ASSIGNMENT
When a line below contains the string "tracing", show that line.

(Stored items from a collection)
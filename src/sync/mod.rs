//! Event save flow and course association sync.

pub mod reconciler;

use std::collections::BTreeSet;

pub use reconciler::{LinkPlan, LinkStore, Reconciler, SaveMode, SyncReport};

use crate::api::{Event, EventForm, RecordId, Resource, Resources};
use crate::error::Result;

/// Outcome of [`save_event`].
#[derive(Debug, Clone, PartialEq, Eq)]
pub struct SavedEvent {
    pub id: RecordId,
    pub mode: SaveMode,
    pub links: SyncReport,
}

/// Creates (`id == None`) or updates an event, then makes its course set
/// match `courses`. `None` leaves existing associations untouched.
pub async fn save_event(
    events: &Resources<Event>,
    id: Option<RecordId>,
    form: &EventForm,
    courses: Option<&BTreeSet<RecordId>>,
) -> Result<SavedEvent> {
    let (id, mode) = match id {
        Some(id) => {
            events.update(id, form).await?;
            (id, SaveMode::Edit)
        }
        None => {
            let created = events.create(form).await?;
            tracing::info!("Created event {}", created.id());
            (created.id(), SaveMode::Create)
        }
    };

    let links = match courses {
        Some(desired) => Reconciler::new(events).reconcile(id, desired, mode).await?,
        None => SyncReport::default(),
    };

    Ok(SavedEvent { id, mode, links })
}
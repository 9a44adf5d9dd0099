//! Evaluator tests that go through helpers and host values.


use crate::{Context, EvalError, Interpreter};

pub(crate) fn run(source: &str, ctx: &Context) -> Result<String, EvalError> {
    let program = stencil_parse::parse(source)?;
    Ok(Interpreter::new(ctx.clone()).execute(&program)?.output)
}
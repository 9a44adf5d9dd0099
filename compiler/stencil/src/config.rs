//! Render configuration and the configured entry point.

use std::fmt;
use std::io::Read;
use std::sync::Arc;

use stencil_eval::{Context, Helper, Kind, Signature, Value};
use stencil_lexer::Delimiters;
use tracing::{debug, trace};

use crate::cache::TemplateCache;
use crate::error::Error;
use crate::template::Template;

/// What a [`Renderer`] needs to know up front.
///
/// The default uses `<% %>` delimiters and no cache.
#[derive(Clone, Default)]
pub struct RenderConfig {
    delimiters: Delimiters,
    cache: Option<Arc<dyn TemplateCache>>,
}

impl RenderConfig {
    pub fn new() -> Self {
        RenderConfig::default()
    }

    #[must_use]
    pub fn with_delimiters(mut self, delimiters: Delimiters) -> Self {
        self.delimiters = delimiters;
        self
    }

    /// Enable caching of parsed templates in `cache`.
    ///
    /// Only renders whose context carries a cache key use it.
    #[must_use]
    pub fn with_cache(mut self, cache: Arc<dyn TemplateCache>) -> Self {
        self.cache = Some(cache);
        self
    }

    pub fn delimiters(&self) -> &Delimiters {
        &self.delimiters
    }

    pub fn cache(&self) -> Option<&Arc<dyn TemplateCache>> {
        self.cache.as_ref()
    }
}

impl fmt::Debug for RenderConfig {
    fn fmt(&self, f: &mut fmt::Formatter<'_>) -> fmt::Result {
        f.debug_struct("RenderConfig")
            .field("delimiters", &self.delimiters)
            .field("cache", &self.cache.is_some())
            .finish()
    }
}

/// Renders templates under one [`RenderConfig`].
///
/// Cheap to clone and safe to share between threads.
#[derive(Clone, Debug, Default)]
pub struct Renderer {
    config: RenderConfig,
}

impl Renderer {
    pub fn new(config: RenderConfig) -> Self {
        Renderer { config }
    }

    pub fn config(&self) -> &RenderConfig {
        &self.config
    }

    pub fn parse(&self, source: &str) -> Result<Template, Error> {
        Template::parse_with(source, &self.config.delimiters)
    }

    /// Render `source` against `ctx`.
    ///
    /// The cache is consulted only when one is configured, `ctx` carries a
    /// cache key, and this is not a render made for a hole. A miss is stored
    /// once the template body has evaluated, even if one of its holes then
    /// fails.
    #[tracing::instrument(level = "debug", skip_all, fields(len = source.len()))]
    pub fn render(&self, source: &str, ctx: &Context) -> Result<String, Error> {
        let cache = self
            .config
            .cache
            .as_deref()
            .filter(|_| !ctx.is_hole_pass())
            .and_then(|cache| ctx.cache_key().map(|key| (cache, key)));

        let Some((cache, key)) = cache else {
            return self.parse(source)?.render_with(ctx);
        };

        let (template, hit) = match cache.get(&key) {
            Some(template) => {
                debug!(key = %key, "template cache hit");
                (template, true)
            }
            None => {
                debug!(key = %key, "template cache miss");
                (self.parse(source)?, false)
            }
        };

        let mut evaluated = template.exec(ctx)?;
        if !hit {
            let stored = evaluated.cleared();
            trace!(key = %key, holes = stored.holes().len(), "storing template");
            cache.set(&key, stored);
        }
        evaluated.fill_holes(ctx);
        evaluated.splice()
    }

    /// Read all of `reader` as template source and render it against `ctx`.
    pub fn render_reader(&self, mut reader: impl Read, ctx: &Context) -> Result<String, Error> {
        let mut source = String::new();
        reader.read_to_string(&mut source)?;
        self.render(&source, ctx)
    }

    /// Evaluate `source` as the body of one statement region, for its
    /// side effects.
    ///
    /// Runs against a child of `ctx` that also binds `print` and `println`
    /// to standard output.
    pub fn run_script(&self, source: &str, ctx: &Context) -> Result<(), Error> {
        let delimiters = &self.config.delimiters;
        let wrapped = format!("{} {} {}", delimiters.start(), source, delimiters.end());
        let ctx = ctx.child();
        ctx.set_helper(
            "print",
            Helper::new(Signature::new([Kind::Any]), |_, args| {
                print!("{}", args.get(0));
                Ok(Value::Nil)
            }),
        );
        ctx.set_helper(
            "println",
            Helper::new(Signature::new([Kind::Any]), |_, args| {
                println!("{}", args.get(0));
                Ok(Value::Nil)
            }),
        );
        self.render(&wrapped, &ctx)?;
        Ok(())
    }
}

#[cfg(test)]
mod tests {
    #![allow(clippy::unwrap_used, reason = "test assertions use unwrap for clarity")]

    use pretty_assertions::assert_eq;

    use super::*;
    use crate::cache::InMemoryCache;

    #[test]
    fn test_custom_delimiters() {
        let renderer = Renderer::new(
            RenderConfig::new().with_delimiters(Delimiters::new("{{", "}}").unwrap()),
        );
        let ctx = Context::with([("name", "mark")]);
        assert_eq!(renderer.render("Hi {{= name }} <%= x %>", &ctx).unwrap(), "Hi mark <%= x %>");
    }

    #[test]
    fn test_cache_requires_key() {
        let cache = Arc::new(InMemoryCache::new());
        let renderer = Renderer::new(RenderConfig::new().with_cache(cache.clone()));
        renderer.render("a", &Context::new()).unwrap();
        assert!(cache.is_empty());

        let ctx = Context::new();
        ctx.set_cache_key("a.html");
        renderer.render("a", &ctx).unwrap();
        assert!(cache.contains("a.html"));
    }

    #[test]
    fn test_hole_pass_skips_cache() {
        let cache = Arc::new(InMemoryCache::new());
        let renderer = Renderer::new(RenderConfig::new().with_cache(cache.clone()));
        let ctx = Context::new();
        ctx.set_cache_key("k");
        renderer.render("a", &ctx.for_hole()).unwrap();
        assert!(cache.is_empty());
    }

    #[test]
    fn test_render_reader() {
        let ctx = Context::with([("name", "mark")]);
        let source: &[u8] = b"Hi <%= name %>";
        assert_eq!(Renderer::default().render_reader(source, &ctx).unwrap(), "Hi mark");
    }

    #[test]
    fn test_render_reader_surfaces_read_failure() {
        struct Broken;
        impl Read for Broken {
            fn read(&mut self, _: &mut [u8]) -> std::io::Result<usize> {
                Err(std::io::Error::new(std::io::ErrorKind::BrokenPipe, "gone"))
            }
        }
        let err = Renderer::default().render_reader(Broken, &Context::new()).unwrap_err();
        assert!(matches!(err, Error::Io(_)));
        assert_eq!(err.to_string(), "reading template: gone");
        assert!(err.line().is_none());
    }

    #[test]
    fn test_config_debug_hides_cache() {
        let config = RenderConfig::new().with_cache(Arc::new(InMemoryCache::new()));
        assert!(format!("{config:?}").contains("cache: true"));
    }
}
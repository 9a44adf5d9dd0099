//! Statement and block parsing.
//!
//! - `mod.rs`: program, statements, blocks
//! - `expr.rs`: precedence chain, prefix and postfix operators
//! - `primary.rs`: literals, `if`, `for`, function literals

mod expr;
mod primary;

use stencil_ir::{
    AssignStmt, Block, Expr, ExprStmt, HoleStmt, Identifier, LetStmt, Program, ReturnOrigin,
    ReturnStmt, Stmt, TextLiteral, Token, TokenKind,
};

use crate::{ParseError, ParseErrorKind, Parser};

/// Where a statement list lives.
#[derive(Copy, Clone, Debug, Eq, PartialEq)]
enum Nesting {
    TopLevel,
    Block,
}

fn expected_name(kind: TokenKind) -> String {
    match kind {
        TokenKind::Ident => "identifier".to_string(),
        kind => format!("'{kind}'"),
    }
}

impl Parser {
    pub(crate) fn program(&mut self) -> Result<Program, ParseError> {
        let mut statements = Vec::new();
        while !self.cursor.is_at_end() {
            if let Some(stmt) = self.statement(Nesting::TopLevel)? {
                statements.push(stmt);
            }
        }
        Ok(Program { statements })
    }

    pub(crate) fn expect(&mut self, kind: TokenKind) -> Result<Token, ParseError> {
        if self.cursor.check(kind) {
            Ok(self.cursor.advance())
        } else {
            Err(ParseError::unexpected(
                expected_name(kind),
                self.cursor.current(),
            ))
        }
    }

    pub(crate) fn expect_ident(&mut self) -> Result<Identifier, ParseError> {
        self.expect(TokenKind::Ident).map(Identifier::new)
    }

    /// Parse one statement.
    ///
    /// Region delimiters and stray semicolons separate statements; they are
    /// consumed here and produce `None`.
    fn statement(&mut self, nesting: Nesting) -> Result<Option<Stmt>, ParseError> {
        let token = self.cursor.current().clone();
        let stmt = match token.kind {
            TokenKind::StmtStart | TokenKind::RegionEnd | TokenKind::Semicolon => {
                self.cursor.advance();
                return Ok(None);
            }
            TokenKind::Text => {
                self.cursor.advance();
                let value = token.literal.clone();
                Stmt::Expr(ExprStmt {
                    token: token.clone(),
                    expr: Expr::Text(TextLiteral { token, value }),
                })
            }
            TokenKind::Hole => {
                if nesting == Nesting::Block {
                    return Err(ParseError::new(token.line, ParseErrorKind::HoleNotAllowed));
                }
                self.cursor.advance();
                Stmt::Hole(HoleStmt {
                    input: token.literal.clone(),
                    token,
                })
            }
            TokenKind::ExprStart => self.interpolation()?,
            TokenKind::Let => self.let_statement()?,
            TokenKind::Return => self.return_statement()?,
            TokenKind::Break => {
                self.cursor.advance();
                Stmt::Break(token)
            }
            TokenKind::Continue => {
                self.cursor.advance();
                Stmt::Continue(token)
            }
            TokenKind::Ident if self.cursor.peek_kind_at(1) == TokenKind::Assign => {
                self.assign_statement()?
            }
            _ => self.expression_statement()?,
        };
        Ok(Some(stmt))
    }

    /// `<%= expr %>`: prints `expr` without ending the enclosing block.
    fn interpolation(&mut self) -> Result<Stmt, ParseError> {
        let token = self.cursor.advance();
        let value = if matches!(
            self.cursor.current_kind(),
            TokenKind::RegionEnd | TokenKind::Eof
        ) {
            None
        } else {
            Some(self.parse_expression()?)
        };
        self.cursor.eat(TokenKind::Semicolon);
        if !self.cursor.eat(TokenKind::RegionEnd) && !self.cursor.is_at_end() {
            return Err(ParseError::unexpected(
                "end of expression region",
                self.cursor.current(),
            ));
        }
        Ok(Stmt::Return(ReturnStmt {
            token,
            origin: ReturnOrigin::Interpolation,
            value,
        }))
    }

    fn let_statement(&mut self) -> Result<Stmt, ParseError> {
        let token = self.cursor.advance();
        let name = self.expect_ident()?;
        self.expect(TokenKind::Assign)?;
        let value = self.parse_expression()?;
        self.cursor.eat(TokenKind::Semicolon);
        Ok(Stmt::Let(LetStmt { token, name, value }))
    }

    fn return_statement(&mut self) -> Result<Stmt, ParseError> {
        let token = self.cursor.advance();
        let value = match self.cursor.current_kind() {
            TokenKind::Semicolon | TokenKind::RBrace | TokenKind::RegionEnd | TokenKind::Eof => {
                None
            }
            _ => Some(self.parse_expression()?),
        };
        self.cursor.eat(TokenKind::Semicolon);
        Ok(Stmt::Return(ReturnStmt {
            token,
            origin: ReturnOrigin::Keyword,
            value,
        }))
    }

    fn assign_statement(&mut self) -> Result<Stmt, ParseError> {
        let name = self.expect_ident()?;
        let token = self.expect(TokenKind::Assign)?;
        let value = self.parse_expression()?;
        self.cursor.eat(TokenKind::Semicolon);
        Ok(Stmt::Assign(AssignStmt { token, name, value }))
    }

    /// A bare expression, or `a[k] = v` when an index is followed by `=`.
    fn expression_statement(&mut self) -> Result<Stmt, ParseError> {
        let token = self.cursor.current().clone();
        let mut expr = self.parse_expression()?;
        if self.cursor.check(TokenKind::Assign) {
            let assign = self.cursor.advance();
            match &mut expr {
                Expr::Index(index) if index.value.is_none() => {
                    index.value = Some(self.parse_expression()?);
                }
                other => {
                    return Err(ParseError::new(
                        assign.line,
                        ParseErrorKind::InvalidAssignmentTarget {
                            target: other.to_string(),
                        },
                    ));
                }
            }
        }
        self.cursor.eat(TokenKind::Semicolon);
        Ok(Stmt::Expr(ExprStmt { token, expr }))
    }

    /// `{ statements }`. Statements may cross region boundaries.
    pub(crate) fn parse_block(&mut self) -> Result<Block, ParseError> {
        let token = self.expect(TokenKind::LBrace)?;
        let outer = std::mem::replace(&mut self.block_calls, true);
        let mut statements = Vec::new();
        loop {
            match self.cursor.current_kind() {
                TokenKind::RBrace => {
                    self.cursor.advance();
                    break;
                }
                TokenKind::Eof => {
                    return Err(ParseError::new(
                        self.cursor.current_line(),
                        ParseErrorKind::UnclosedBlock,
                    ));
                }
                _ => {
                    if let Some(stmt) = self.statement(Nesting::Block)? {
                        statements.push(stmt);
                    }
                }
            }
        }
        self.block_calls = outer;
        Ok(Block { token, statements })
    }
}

RESPONSE BELOW
            tracing::info!("Created event {}", created.id());
use tracing::{debug, trace};
    #[tracing::instrument(level = "debug", skip_all, fields(len = source.len()))]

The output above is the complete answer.